WHAT THE EXERCISE ASKS =
Locate every line below that contains the word "ConfigParseError" and copy it.

DATA FOR THE TASK =
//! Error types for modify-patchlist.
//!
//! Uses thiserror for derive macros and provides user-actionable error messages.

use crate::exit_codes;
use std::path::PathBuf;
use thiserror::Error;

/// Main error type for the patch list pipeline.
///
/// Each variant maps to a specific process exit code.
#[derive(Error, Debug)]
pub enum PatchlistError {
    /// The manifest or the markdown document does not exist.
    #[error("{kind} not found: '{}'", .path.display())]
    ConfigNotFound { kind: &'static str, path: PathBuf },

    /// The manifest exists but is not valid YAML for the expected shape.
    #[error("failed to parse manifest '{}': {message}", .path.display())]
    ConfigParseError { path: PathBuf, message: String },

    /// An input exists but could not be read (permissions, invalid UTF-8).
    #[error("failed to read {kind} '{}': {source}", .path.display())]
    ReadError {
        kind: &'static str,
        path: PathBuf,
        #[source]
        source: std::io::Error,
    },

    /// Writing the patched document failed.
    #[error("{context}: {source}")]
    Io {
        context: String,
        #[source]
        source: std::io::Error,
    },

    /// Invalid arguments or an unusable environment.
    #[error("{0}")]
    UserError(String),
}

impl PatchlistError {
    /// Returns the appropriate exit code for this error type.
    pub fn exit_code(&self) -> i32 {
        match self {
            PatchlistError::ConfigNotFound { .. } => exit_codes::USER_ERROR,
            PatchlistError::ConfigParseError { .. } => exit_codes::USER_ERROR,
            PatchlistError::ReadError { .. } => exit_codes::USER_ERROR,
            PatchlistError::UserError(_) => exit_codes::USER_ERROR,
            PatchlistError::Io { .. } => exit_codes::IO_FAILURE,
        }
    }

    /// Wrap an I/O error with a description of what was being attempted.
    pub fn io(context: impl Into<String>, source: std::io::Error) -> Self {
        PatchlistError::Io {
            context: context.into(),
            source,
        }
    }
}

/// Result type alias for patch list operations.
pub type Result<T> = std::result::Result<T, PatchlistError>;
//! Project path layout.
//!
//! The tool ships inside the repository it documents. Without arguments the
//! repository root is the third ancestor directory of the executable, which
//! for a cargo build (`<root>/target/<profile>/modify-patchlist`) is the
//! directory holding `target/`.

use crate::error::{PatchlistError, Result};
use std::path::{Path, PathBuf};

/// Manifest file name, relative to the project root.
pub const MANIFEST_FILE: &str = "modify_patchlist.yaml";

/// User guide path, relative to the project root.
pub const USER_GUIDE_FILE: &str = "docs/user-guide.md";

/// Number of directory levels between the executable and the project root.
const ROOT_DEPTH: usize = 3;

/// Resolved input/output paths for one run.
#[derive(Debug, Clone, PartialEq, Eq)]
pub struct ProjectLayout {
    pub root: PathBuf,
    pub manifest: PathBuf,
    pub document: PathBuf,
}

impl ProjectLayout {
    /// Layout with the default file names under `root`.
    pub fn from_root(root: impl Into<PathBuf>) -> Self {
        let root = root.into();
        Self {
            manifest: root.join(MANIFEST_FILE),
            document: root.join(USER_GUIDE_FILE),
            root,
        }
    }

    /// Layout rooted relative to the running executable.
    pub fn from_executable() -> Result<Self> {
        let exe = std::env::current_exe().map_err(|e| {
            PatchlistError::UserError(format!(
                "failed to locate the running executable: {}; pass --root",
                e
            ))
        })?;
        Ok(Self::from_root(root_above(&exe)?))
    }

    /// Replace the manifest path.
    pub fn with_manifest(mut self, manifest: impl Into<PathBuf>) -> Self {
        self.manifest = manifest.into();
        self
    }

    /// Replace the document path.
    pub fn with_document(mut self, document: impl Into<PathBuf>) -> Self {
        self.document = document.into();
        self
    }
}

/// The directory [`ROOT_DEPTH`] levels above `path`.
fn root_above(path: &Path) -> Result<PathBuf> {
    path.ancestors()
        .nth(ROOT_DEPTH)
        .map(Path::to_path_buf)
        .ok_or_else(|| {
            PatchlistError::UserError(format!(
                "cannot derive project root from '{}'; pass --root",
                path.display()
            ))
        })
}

EXPECTED OUTPUT =
    ConfigParseError { path: PathBuf, message: String },
            PatchlistError::ConfigParseError { .. } => exit_codes::USER_ERROR,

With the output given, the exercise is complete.